What should you do? First, be aware that abstinence is the best and only way to stay completely safe from the spread of STIs. Since most people wouldn’t select abstinence as a lifetime option, this isn’t always realistic. However, it is a good cautionary reminder that you should be careful when selecting sexual partners. Remember, there is no way to tell if someone has an STI simply by looking at him. Even rich, handsome, healthy people can have STIs…and some of them might not even know it. So don’t throw caution to the wind just because you are dating a guy who looks like a movie star; safer sex is a must no matter what the outer package looks like!

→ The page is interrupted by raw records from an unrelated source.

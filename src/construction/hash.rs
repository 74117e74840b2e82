// Copyright © 2024 The keccak-collision authors
//
// This file is part of keccak-collision.
//
// keccak-collision is free software: you can redistribute it and/or modify it under
// the terms of the Mozilla Public License Version 2.0 as published by the
// Mozilla Foundation. See <https://mozilla.org/en-US/MPL/2.0/>.

//! This module contains implementations of hash functions.

mod reduced_keccak;

pub use reduced_keccak::{reduced_hash, ReducedKeccak, KECCAK_SUFFIX};

/// This trait should be implemented by hashes with domain `[u8]`.
pub trait HashInto<DigestSpace> {
    /// Hashes a given byte string.
    ///
    /// Parameters:
    /// - `m`: specifies the message to be hashed
    ///
    /// Returns a hash of type `DigestSpace`.
    fn hash(&self, m: &[u8]) -> DigestSpace;
}
// Copyright © 2024 The keccak-collision authors
//
// This file is part of keccak-collision.
//
// keccak-collision is free software: you can redistribute it and/or modify it under
// the terms of the Mozilla Public License Version 2.0 as published by the
// Mozilla Foundation. See <https://mozilla.org/en-US/MPL/2.0/>.

//! This module contains a tortoise-and-hare walk over the chain `m_{i+1} = H(m_i)`,
//! which terminates with an error if the chain runs into a cycle of messages.
//!
//! The main references are listed in the following:
//! - \[1\] Floyd, Robert W. (1967).
//! Nondeterministic Algorithms.
//! In: Journal of the ACM 14(4). <https://doi.org/10.1145/321420.321422>

use super::{chain_start, chain_step, CollisionSearchState, Observation, SearchStrategy};
use crate::{construction::hash::ReducedKeccak, error::SpongeError};
use serde::{Deserialize, Serialize};
use std::ops::ControlFlow;
use tracing::debug;

/// A tortoise-and-hare walk over the chain `m_{i+1} = H(m_i)`, where every digest
/// is truncated or padded with zero bytes to one block.
///
/// The hare evaluates `m_0, m_1, ...` in order and records every evaluation in the
/// [`CollisionSearchState`], which catches the first pair of distinct messages
/// sharing a capacity tail. The tortoise follows at half the speed on the recorded
/// capacity tails, so it never evaluates a message.
/// If the tails of `m_t` and `m_{2t}` agree without a collision being reported,
/// both messages are equal and the chain repeats forever.
/// This happens if the digests are too short to leave the cycle before
/// a collision on the capacity is expected.
///
/// Attributes:
/// - `start`: the first element of the chain, one block of zero bytes if `None`
///
/// # Examples
/// ```
/// use keccak_collision::attack::collision::{CollisionSearch, CycleDetection};
/// use keccak_collision::construction::hash::ReducedKeccak;
///
/// let hash = ReducedKeccak::with_rate_output(16).unwrap();
///
/// let collision = CollisionSearch::new(hash, CycleDetection::default()).run().unwrap();
///
/// assert_eq!(183, collision.evaluations);
/// ```
#[derive(Debug, Clone, Default, PartialEq, Eq, Serialize, Deserialize)]
pub struct CycleDetection {
    #[serde(default, with = "crate::utils::bytes::hex_option")]
    pub start: Option<Vec<u8>>,
}

impl CycleDetection {
    /// Creates a tortoise-and-hare walk starting at `start`.
    pub fn starting_at(start: impl Into<Vec<u8>>) -> Self {
        Self {
            start: Some(start.into()),
        }
    }
}

#[typetag::serde]
impl SearchStrategy for CycleDetection {
    /// Moves the hare along the chain until a capacity tail repeats
    /// for two distinct messages, while the tortoise watches for a cycle.
    ///
    /// Parameters:
    /// - `hash`: the hash under attack
    /// - `state`: the state all evaluations are recorded in
    ///
    /// Returns the colliding observations, where the earlier one comes first.
    ///
    /// # Errors and Failures
    /// - Returns a [`SpongeError`] of type [`InvalidConfig`](SpongeError::InvalidConfig)
    /// if the length of `start` is not a multiple of the rate
    /// or if the chain repeats a message before a collision is found.
    fn search(
        &self,
        hash: &ReducedKeccak,
        state: &mut CollisionSearchState,
    ) -> Result<(Observation, Observation), SpongeError> {
        let mut hare = chain_start(&self.start, hash)?;
        let mut tails = Vec::new();
        loop {
            let index = tails.len();
            let (tail, next) = match chain_step(hash, state, index as u64, hare) {
                ControlFlow::Continue(link) => link,
                ControlFlow::Break(pair) => return Ok(pair),
            };
            tails.push(tail);
            hare = next;

            let tortoise = index / 2;
            if index > 0 && index % 2 == 0 && tails[tortoise] == tail {
                debug!(tortoise, hare = index, %tail, "tortoise met hare");
                return Err(SpongeError::InvalidConfig(format!(
                    "The chain repeats message {tortoise} at step {index} before two distinct \
                    messages share a capacity tail, the output of {} bits is too short.",
                    hash.output_bits()
                )));
            }
        }
    }
}

#[cfg(test)]
mod test_cycle_detection {
    use super::CycleDetection;
    use crate::{
        attack::{
            collision::{ChainSearch, CollisionSearch, CollisionSearchState, SearchStrategy},
            forge::forge_suffixes,
        },
        construction::hash::ReducedKeccak,
        error::SpongeError,
    };

    /// Checks the walk from zero bytes against the precomputed collision.
    #[test]
    fn known_collision() {
        let hash = ReducedKeccak::with_rate_output(16).unwrap();

        let collision = CollisionSearch::new(hash, CycleDetection::default())
            .run()
            .unwrap();

        assert_eq!("4bd8", collision.capacity_tail.to_string());
        assert_eq!((30, 182), (collision.first.index, collision.second.index));
        assert_eq!(183, collision.evaluations);
        assert!(collision.is_valid(&hash));
    }

    /// Ensures that the walk finds the same pair as the plain chain
    /// and evaluates every chain element exactly once.
    #[test]
    fn same_pair_as_chain() {
        let hash = ReducedKeccak::with_rate_output(16).unwrap();
        let start = [b"tortoise and hare".as_slice(), &[0u8; 181]].concat();
        let mut cycle_state = CollisionSearchState::new(16).unwrap();
        let mut chain_state = CollisionSearchState::new(16).unwrap();

        let (a, b) = CycleDetection::starting_at(start.clone())
            .search(&hash, &mut cycle_state)
            .unwrap();
        let (c, d) = ChainSearch::starting_at(start)
            .search(&hash, &mut chain_state)
            .unwrap();

        assert_eq!(a.tail, c.tail);
        assert_eq!((a.index, b.index), (c.index, d.index));
        assert_eq!(b.index + 1, cycle_state.evaluations());
        assert_eq!(chain_state.evaluations(), cycle_state.evaluations());
    }

    /// Ensures that collisions for outputs shorter and longer than the rate
    /// consist of whole blocks and can be forged.
    #[test]
    fn output_lengths() {
        for (output_bits, indices) in [(256, (20, 152)), (1600, (30, 182))] {
            let hash = ReducedKeccak::new(16, output_bits).unwrap();

            let collision = CollisionSearch::new(hash, CycleDetection::default())
                .run()
                .unwrap();

            assert_eq!(indices, (collision.first.index, collision.second.index));
            assert_eq!(198, collision.first.message.len());
            assert_eq!(198, collision.second.message.len());
            let forged = forge_suffixes(&collision, &hash, 0x37).unwrap();
            assert!(forged.verify(&hash).is_ok());
        }
    }

    /// Ensures that a chain of one-byte digests, which repeats long before
    /// a 56-bit capacity collides, is detected instead of walked forever.
    #[test]
    fn message_cycle() {
        let hash = ReducedKeccak::new(56, 8).unwrap();
        let mut state = CollisionSearchState::new(56).unwrap();

        let result = CycleDetection::default().search(&hash, &mut state);

        assert!(matches!(result, Err(SpongeError::InvalidConfig(_))));
        assert_eq!(17, state.evaluations());
    }

    /// Ensures that an empty digest, which maps every element to the zero block,
    /// is detected as a cycle.
    #[test]
    fn empty_output() {
        let hash = ReducedKeccak::new(16, 0).unwrap();

        let result = CollisionSearch::new(hash, CycleDetection::default()).run();

        assert!(matches!(result, Err(SpongeError::InvalidConfig(_))));
    }

    /// Ensures that a start not ending at a block boundary is rejected.
    #[test]
    fn unaligned_start() {
        let hash = ReducedKeccak::with_rate_output(16).unwrap();

        let result = CollisionSearch::new(hash, CycleDetection::starting_at(vec![1u8; 199])).run();

        assert!(matches!(result, Err(SpongeError::InvalidConfig(_))));
    }
}
// Copyright © 2024 The keccak-collision authors
//
// This file is part of keccak-collision.
//
// keccak-collision is free software: you can redistribute it and/or modify it under
// the terms of the Mozilla Public License Version 2.0 as published by the
// Mozilla Foundation. See <https://mozilla.org/en-US/MPL/2.0/>.

//! This crate provides the Keccak-f\[1600\] permutation, a generic sponge
//! construction on top of it, and a reduced-capacity Keccak hash to
//! experiment with. On top of the hash it implements a birthday-bound
//! collision search on the capacity part of the state and a suffix forger,
//! which turns such an internal collision into two distinct messages with
//! identical digests of any length.
//!
//! The crate is layered the following way:
//! 1. [`primitive`] contains the permutation and the state it operates on.
//! 2. [`construction`] contains the sponge and the hash functions built from it.
//! 3. [`attack`] contains the collision search and the suffix forger.

pub mod attack;
pub mod construction;
pub mod error;
pub mod primitive;
pub mod utils;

Second, talk to your partner about safer-sex practices before you become sexual. Don’t wait until you are already halfway undressed and already in the bedroom. Bring up the topic at a neutral time and place, and keep it lighthearted and even flirtatious. Say something like, “I love hanging out with you and I think we are headed to the next level. But before we get there, I want to make sure that we are both safe and responsible. When was the last time you were tested?” If he hasn’t been tested in a while and is intimidated by the idea, you can offer to come with him.
Third, talk about how you are going to manage your safer-sex goals and contraception. For example, are you going to use condoms as well as birth control pills? Do you both agree to be completely monogamous, or are you both free to see other people? All these issues should be discussed and understood so that you can be on the same page and be as safe as possible.
Last, don’t neglect safer-sex practices when it comes to oral sex. Many people don’t realize that you have to practice safer sex even during oral sex, as STIs such as herpes, HIV, and HPV can all be spread during these activities. Ask him to wear a condom during oral sex, and you can use a dental dam when receiving oral sex. Remember, anal sex counts as well: Always use condoms during anal sex, and if you are switching from anal to vaginal sex, switch to a new condom to prevent the spread of bacteria.